The reason I know this so well, is because of a story that is about ten years old now.
Spain and I are old neighborhood friends, connected through ex-lovers and political/cultural enthusiasms. His wife, Susan Stern and I, became buddies during the 1986 Meese Report shenanigans, and we both had daughters within a year of each other.
I knew Spain's work because when I was in high school, my dad turned me onto underground comix, and I became a huge fan of Spain’s Trashman character, a commie superhero with vast historical contexts, who wears a mean trenchcoat.
It’s ironic, in my case, that underground comix were associated with sex, drugs, and rock 'n' roll. Even though those aspects weren’t lost on me, I was more interested, at 15, in the political aspects. I loved the silly stuff like Fat Freddy’s Cat, who was the hip predecessor to pabulum like Garfield.
Wilson’s biker brawls and orgies just plain scared me. I liked Crumb the best when he made fun of “White Man,” the ultimate WASP with a stick up his butt. I didn’t stare for hours at Moscoso or Rick Griffin's work until I dropped acid, and perhaps that’s as it should have been.
Spain is the reason I moved to France one year, when my daughter was just a few months old. I was coming out of a laundromat on Valencia Street one day, rather blue because I’d broken up with my partners at On Our Backs. I was essentially out of work. Spain passed me by on the street, and said, “Hey, do you know anyone who wants to go live in the south of France for a couple months?”
“Yeah, me.”
I went from sarcasm to a one-way ticket within 24 hours. I swapped houses with one of Spain’s old friends who was part of a group of American expatriates in rural France. They were virtually all connected through underground comix artists, or the origins of the prostitutes’ rights movement: C.O.Y.O.T.E. My only American “neighbors” within miles were Margo St. James, Gail Phetersen, a couple other COYOTE folks, and Robert and Aline Kominsky Crumb .
Life is different there. Margo was working construction, and could have passed for a male laborer if you passed her in the street. “Construction” in this part of France means remodeling medieval wrecks into homes for rich expatriates from other countries, mostly England and Germany.
Margo had a boyfriend who looked like Rasputin and apparently was the living inspiration for the whole concept of Grand Theft Auto. The only elements of California Margo were her big pot of lentil stew on the stove, and a beautiful library that was entirely dedicated to the history of COYOTE.
The Crumbs lived in a beautiful maison on a riverbank that was infamously purchased for two of Robert's sketchbooks. Aline was keyed expertly into their small community; everything French was explained and finessed by her flawless interpretation. She was like the role model of how to transform your life in one giant WHOOSH.

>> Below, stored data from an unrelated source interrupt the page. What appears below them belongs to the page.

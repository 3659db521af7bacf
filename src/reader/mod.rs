// src/reader/mod.rs
mod options;
mod streaming;
mod sync_reader;
mod batch;
#[cfg(feature = "async")]
mod async_reader;

pub use options::LoadOptions;
pub use streaming::{FrameDecoder, FrameIter};
pub use sync_reader::SonarReader;
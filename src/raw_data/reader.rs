// src/raw_data/reader.rs
use crate::error::{SonarError, Result};
use byteorder::{ByteOrder, LittleEndian};

/// Helper functions for reading little-endian values out of a byte buffer
///
/// Both sonar log variants store every multi-byte value little-endian.
/// All reads are positional: the caller passes the byte offset of the
/// value and gets a `TruncatedFile` error instead of a panic when the
/// buffer is too short.
pub struct RawDataReader;

impl RawDataReader {
    /// Borrow `len` bytes starting at `offset`
    ///
    /// # Example
    ///
    /// ```
    /// use sonarlog_rs::raw_data::RawDataReader;
    ///
    /// let data = [1u8, 2, 3, 4];
    /// assert_eq!(RawDataReader::slice_at(&data, 1, 2).unwrap(), &[2, 3]);
    /// assert!(RawDataReader::slice_at(&data, 3, 2).is_err());
    /// ```
    pub fn slice_at(buf: &[u8], offset: usize, len: usize) -> Result<&[u8]> {
        let end = offset.checked_add(len).ok_or(SonarError::TruncatedFile {
            needed: usize::MAX,
            available: buf.len(),
        })?;

        buf.get(offset..end).ok_or(SonarError::TruncatedFile {
            needed: end,
            available: buf.len(),
        })
    }

    /// Read a single u8 value
    pub fn read_u8(buf: &[u8], offset: usize) -> Result<u8> {
        Ok(Self::slice_at(buf, offset, 1)?[0])
    }

    /// Read a single little-endian u16 value
    pub fn read_u16(buf: &[u8], offset: usize) -> Result<u16> {
        Ok(LittleEndian::read_u16(Self::slice_at(buf, offset, 2)?))
    }

    /// Read a single little-endian i16 value
    pub fn read_i16(buf: &[u8], offset: usize) -> Result<i16> {
        Ok(LittleEndian::read_i16(Self::slice_at(buf, offset, 2)?))
    }

    /// Read a single little-endian u32 value
    pub fn read_u32(buf: &[u8], offset: usize) -> Result<u32> {
        Ok(LittleEndian::read_u32(Self::slice_at(buf, offset, 4)?))
    }

    /// Read a single little-endian i32 value
    pub fn read_i32(buf: &[u8], offset: usize) -> Result<i32> {
        Ok(LittleEndian::read_i32(Self::slice_at(buf, offset, 4)?))
    }

    /// Read a single little-endian f32 value
    pub fn read_f32(buf: &[u8], offset: usize) -> Result<f32> {
        Ok(LittleEndian::read_f32(Self::slice_at(buf, offset, 4)?))
    }

    /// Read `count` consecutive little-endian i16 values starting at `offset`
    pub fn read_i16_values(buf: &[u8], offset: usize, count: usize) -> Result<Vec<i16>> {
        if count == 0 {
            return Ok(Vec::new());
        }

        let bytes = Self::slice_at(buf, offset, count * 2)?;
        let mut values = vec![0i16; count];
        LittleEndian::read_i16_into(bytes, &mut values);
        Ok(values)
    }
}

#[cfg(test)]
mod tests {
    use super::*;

    #[test]
    fn test_read_integers_little_endian() {
        let data = vec![
            0xFF,        // padding
            1, 0,        // u16 1
            2, 0, 0, 0,  // u32 2
            0xFE, 0xFF, 0xFF, 0xFF, // i32 -2
        ];

        assert_eq!(RawDataReader::read_u8(&data, 0).unwrap(), 0xFF);
        assert_eq!(RawDataReader::read_u16(&data, 1).unwrap(), 1);
        assert_eq!(RawDataReader::read_u32(&data, 3).unwrap(), 2);
        assert_eq!(RawDataReader::read_i32(&data, 7).unwrap(), -2);
    }

    #[test]
    fn test_read_floats() {
        let data: Vec<u8> = vec![
            0, 0, 128, 63,  // 1.0 in f32 little-endian
            0, 0, 0, 64,    // 2.0 in f32 little-endian
        ];

        assert_eq!(RawDataReader::read_f32(&data, 0).unwrap(), 1.0);
        assert_eq!(RawDataReader::read_f32(&data, 4).unwrap(), 2.0);
    }

    #[test]
    fn test_read_i16_values() {
        let data = vec![2, 0, 3, 0, 0xFF, 0xFF, 0, 0];
        let values = RawDataReader::read_i16_values(&data, 0, 4).unwrap();
        assert_eq!(values, vec![2, 3, -1, 0]);

        assert!(RawDataReader::read_i16_values(&data, 0, 0).unwrap().is_empty());
    }

    #[test]
    fn test_out_of_bounds_is_error() {
        let data = vec![1u8, 2, 3];

        match RawDataReader::read_u32(&data, 0) {
            Err(SonarError::TruncatedFile { needed, available }) => {
                assert_eq!(needed, 4);
                assert_eq!(available, 3);
            }
            other => panic!("Expected TruncatedFile, got {:?}", other),
        }

        assert!(RawDataReader::read_u16(&data, 2).is_err());
        assert!(RawDataReader::read_u8(&data, usize::MAX).is_err());
    }
}
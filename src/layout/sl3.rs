// src/layout/sl3.rs
use super::field::{FieldSpec, FieldType::*};

/// Frame header of `.sl3` logs (168 bytes)
///
/// The trailing `prev_*_offset` slots point back to the latest frame
/// of each channel.
pub(crate) const SL3_FIELDS: &[FieldSpec] = &[
    FieldSpec::new("frame_offset", 0, U32),
    FieldSpec::new("frame_version", 4, U32),
    FieldSpec::new("frame_size", 8, U16),
    FieldSpec::new("prev_frame_size", 10, U16),
    FieldSpec::new("survey_type", 12, U16),
    FieldSpec::new("unknown14", 14, I16),
    FieldSpec::new("id", 16, U32),
    FieldSpec::new("min_range", 20, F32),
    FieldSpec::new("max_range", 24, F32),
    FieldSpec::new("unknown28", 28, F32),
    FieldSpec::new("unknown32", 32, F32),
    FieldSpec::new("unknown36", 36, F32),
    FieldSpec::new("hardware_time", 40, U32),
    FieldSpec::new("echo_size", 44, U32),
    FieldSpec::new("water_depth", 48, F32),
    FieldSpec::new("frequency_type", 52, U16),
    FieldSpec::new("unknown54", 54, F32),
    FieldSpec::new("unknown58", 58, F32),
    FieldSpec::new("unknown62", 62, I16),
    FieldSpec::new("unknown64", 64, F32),
    FieldSpec::new("unknown68", 68, F32),
    FieldSpec::new("unknown72", 72, F32),
    FieldSpec::new("unknown76", 76, F32),
    FieldSpec::new("unknown80", 80, F32),
    FieldSpec::new("gps_speed", 84, F32),
    FieldSpec::new("water_temperature", 88, F32),
    FieldSpec::new("x", 92, I32),
    FieldSpec::new("y", 96, I32),
    FieldSpec::new("water_speed", 100, F32),
    FieldSpec::new("gps_heading", 104, F32),
    FieldSpec::new("gps_altitude", 108, F32),
    FieldSpec::new("magnetic_heading", 112, F32),
    FieldSpec::new("flags", 116, U16),
    FieldSpec::new("unknown118", 118, U16),
    FieldSpec::new("unknown120", 120, U32),
    FieldSpec::new("elapsed_ms", 124, U32),
    FieldSpec::new("prev_primary_offset", 128, U32),
    FieldSpec::new("prev_secondary_offset", 132, U32),
    FieldSpec::new("prev_downscan_offset", 136, U32),
    FieldSpec::new("prev_left_sidescan_offset", 140, U32),
    FieldSpec::new("prev_right_sidescan_offset", 144, U32),
    FieldSpec::new("prev_sidescan_offset", 148, U32),
    FieldSpec::new("unknown152", 152, U32),
    FieldSpec::new("unknown156", 156, U32),
    FieldSpec::new("unknown160", 160, U32),
    FieldSpec::new("prev_3d_offset", 164, U32),
];
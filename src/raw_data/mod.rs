// src/raw_data/mod.rs
//! Raw byte access for sonar log buffers
//!
//! [`RawDataReader`] reads little-endian scalars at fixed byte offsets,
//! which is all the header layouts and the file preamble need.
//!
//! # Example
//!
//! ```
//! use sonarlog_rs::raw_data::RawDataReader;
//!
//! let data = [2u8, 0, 10, 0, 0, 0];
//! assert_eq!(RawDataReader::read_u16(&data, 0).unwrap(), 2);
//! assert_eq!(RawDataReader::read_u32(&data, 2).unwrap(), 10);
//! ```

mod reader;

pub use reader::RawDataReader;
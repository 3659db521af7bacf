// src/layout/sl2.rs
use super::field::{FieldSpec, FieldType::*};

/// Frame header of `.sl2` logs (144 bytes)
pub(crate) const SL2_FIELDS: &[FieldSpec] = &[
    FieldSpec::new("frame_offset", 0, U32),
    FieldSpec::new("frame_version", 4, U32),
    FieldSpec::new("unknown8", 8, F32),
    FieldSpec::new("unknown12", 12, F32),
    FieldSpec::new("unknown16", 16, F32),
    FieldSpec::new("unknown20", 20, F32),
    FieldSpec::new("unknown24", 24, F32),
    FieldSpec::new("frame_size", 28, U16),
    FieldSpec::new("prev_frame_size", 30, U16),
    FieldSpec::new("survey_type", 32, U16),
    FieldSpec::new("packet_size", 34, U16),
    FieldSpec::new("id", 36, U32),
    FieldSpec::new("min_range", 40, F32),
    FieldSpec::new("max_range", 44, F32),
    FieldSpec::new("unknown48", 48, F32),
    FieldSpec::new("unknown52", 52, U8),
    FieldSpec::new("frequency_type", 53, U16),
    FieldSpec::new("unknown55", 55, U8),
    FieldSpec::new("unknown56", 56, F32),
    FieldSpec::new("hardware_time", 60, U32),
    FieldSpec::new("water_depth", 64, F32),
    FieldSpec::new("unknown68", 68, F32),
    FieldSpec::new("unknown72", 72, F32),
    FieldSpec::new("unknown76", 76, F32),
    FieldSpec::new("unknown80", 80, F32),
    FieldSpec::new("unknown84", 84, F32),
    FieldSpec::new("unknown88", 88, F32),
    FieldSpec::new("unknown92", 92, F32),
    FieldSpec::new("unknown96", 96, F32),
    FieldSpec::new("gps_speed", 100, F32),
    FieldSpec::new("water_temperature", 104, F32),
    FieldSpec::new("x", 108, I32),
    FieldSpec::new("y", 112, I32),
    FieldSpec::new("water_speed", 116, F32),
    FieldSpec::new("gps_heading", 120, F32),
    FieldSpec::new("gps_altitude", 124, F32),
    FieldSpec::new("magnetic_heading", 128, F32),
    FieldSpec::new("flags", 132, U16),
    FieldSpec::new("unknown134", 134, U16),
    FieldSpec::new("unknown136", 136, F32),
    FieldSpec::new("elapsed_ms", 140, U32),
];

Robert, at the time could barely say “Bonjour!" He had a beautiful studio to work in and listen to his old 78s. A lot of people know from his biography that he collects things. It was like being pals with the curator of an esoteric museum where you can touch things and have your own personal docent explain it all.

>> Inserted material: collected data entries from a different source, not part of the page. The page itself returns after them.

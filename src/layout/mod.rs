// src/layout/mod.rs
//! Static byte layouts of the two frame header variants
//!
//! Each layout is a table of [`FieldSpec`]s (name, offset, type). Slots
//! named `unknownNN` are decoded and kept like any other field so that a
//! newly understood field only needs a rename here.

mod field;
mod sl2;
mod sl3;

pub use field::{FieldSpec, FieldType, FieldValue};

use crate::error::Result;
use crate::types::FormatVariant;

/// Byte layout of one frame header variant
#[derive(Debug)]
pub struct HeaderLayout {
    pub variant: FormatVariant,
    pub size: usize,
    pub frame_size_offset: usize,
    pub fields: &'static [FieldSpec],
}

pub static SL2_LAYOUT: HeaderLayout = HeaderLayout {
    variant: FormatVariant::Sl2,
    size: 144,
    frame_size_offset: 28,
    fields: sl2::SL2_FIELDS,
};

pub static SL3_LAYOUT: HeaderLayout = HeaderLayout {
    variant: FormatVariant::Sl3,
    size: 168,
    frame_size_offset: 8,
    fields: sl3::SL3_FIELDS,
};

impl HeaderLayout {
    pub fn for_variant(variant: FormatVariant) -> &'static HeaderLayout {
        match variant {
            FormatVariant::Sl2 => &SL2_LAYOUT,
            FormatVariant::Sl3 => &SL3_LAYOUT,
        }
    }

    pub fn field(&self, name: &str) -> Option<&FieldSpec> {
        self.fields.iter().find(|spec| spec.name == name)
    }

    pub fn index_of(&self, name: &str) -> Option<usize> {
        self.fields.iter().position(|spec| spec.name == name)
    }

    /// Decode every slot of `header`, in table order
    pub fn decode(&self, header: &[u8]) -> Result<Vec<FieldValue>> {
        self.fields.iter().map(|spec| spec.read(header)).collect()
    }
}

impl FormatVariant {
    pub fn layout(&self) -> &'static HeaderLayout {
        HeaderLayout::for_variant(*self)
    }
}
// src/catalog.rs
use crate::error::{SonarError, Result};
use crate::record::EnrichedRecord;
use crate::types::Channel;
use smallvec::SmallVec;
use std::fmt;

/// Supported channels present in a record sequence, with their frame counts
///
/// Entries follow the canonical order of [`Channel::SUPPORTED`]. The
/// catalog is a snapshot: rebuild it whenever the records change.
#[derive(Debug, Clone, Default, PartialEq, Eq)]
pub struct ChannelCatalog {
    entries: SmallVec<[(Channel, usize); 4]>,
}

impl ChannelCatalog {
    pub fn from_records(records: &[EnrichedRecord]) -> Self {
        let entries = Channel::SUPPORTED
            .iter()
            .filter_map(|&channel| {
                let count = records.iter().filter(|r| r.channel == channel).count();
                (count > 0).then_some((channel, count))
            })
            .collect();

        ChannelCatalog { entries }
    }

    pub fn channels(&self) -> Vec<Channel> {
        self.entries.iter().map(|(channel, _)| *channel).collect()
    }

    pub fn labels(&self) -> Vec<String> {
        self.entries.iter().map(|(channel, _)| channel.label().to_string()).collect()
    }

    /// Number of frames of `channel`, 0 when absent
    pub fn count(&self, channel: Channel) -> usize {
        self.entries
            .iter()
            .find(|(c, _)| *c == channel)
            .map(|(_, count)| *count)
            .unwrap_or(0)
    }

    pub fn contains(&self, channel: Channel) -> bool {
        self.entries.iter().any(|(c, _)| *c == channel)
    }

    pub fn iter(&self) -> impl Iterator<Item = (Channel, usize)> + '_ {
        self.entries.iter().copied()
    }

    pub fn len(&self) -> usize {
        self.entries.len()
    }

    pub fn is_empty(&self) -> bool {
        self.entries.is_empty()
    }

    /// Resolve a channel label against this catalog
    pub fn resolve(&self, label: &str) -> Result<Channel> {
        Channel::from_label(label)
            .filter(|channel| self.contains(*channel))
            .ok_or_else(|| SonarError::UnknownChannel {
                requested: label.to_string(),
                valid: self.labels(),
            })
    }
}

impl fmt::Display for ChannelCatalog {
    fn fmt(&self, f: &mut fmt::Formatter<'_>) -> fmt::Result {
        for (channel, count) in self.iter() {
            let label = channel.label();
            let mut chars = label.chars();
            let title: String = match chars.next() {
                Some(first) => first.to_uppercase().chain(chars).collect(),
                None => String::new(),
            };
            writeln!(f, "- {} channel with {} frames", title, count)?;
        }
        Ok(())
    }
}

/// Keep only records whose channel is in [`Channel::SUPPORTED`]
pub fn drop_unsupported_channels(records: &[EnrichedRecord]) -> Vec<EnrichedRecord> {
    records.iter().filter(|r| r.channel.is_supported()).cloned().collect()
}

/// Keep only records with a bottom lock (`water_depth > 0`)
pub fn drop_zero_depth(records: &[EnrichedRecord]) -> Vec<EnrichedRecord> {
    records.iter().filter(|r| r.water_depth > 0.0).cloned().collect()
}

/// Both cleaning filters in one pass
pub fn clean_records(records: &[EnrichedRecord]) -> Vec<EnrichedRecord> {
    records
        .iter()
        .filter(|r| r.channel.is_supported() && r.water_depth > 0.0)
        .cloned()
        .collect()
}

At the time, I moved to France, I was publishing the Herotica books, the first books of women-authored erotica— god,that’s hard to believe now! Robert had read Herotica 2, and was incensed... over this one sentence, in one of the corniest stories in the edition.
"What is all this OBSESSION with muscular thighs?” he demanded. We were dawdling along the riverbank one day while Aline ran by us like a triathlon pro.

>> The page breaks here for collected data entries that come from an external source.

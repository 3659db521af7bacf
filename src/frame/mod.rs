// src/frame/mod.rs
mod file_header;
mod frame_header;

pub use file_header::FileHeader;
pub use frame_header::{ChannelBackRefs, FrameHeader};

/// One sonar ping as stored on disk: header plus owned intensity samples
#[derive(Debug, Clone, PartialEq)]
pub struct Frame {
    /// Byte offset of this frame within the frame stream
    pub offset: usize,
    pub header: FrameHeader,
    pub payload: Vec<u8>,
}

impl Frame {
    pub fn payload_len(&self) -> usize {
        self.payload.len()
    }
}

He pointed out a particular story where a woman described her lovers thighs as "muscular." He pointed out that he could never hope, nor would he want to hope, to have muscular thighs. He went on and on, until I wish I’d never heard of muscular thighs!
I tried to interrupt that it was a little myopic to pick on this one description out of the whole book, which surely didn't describe every female author’s preference, but he wouldn’t let up.
“Robert, she’s not rejecting you personally!”
“But of course she is, that’s exactly what's she’s doing!”
“I can’t believe you’re saying this when all the girls in your comix have muscular thighs of the first caliber— are you worried you're hurting some skinny girls' feelings?”
“That’s not the point...”
Aline ran by us for the second time in her shiny lycra tights which seemed exactly the point.
Okay, so what about his porn collection? As you can imagine, he has a cache of the most odd magazines from the magazine heyday of American porn. A real Times Square blast from the past. I was dazzled. 70s era American porn is so funky and off the wall and utterly individualistic... the opposite of corporate branding.
I remember this one magazine he had— I wish I could remember the title— that was something like, “Worship My Black Cock.” It was entirely in b+w newsprint. The title was in the form of a command. Every word in the magazine was in big letters with lots of exclamation points, all repeating the same message, like a Dr. Bronner soap bottle. All Truth! All One! All Worship My Black Cock! Helvetica Uber Alles!
And who was the king who sat on this ebony throne? The edict was being issued by what appeared to be the dumpiest, most uncharismatic middle-aged man you ever saw in your life, with the figure of Pillsbury Doughboy. His skin was ashy. He was surrounded by a couple of white women who were his equal in frumpdom. They did not appear to be in shock or awe, although they dutifully presented themselves to him in all the appropriate porno positions.
The text said their lives had been SAVED FOREVER by Mr. Wonderful's sexual prowess, and there was a residential address and phone number in New Jersey where you were exhorted to call him and join their merry band. I wanted to make a long distance call on the spot, and ask the King if he had Prince Albert in a can, but Robert reminded me that the magazine was years out of print.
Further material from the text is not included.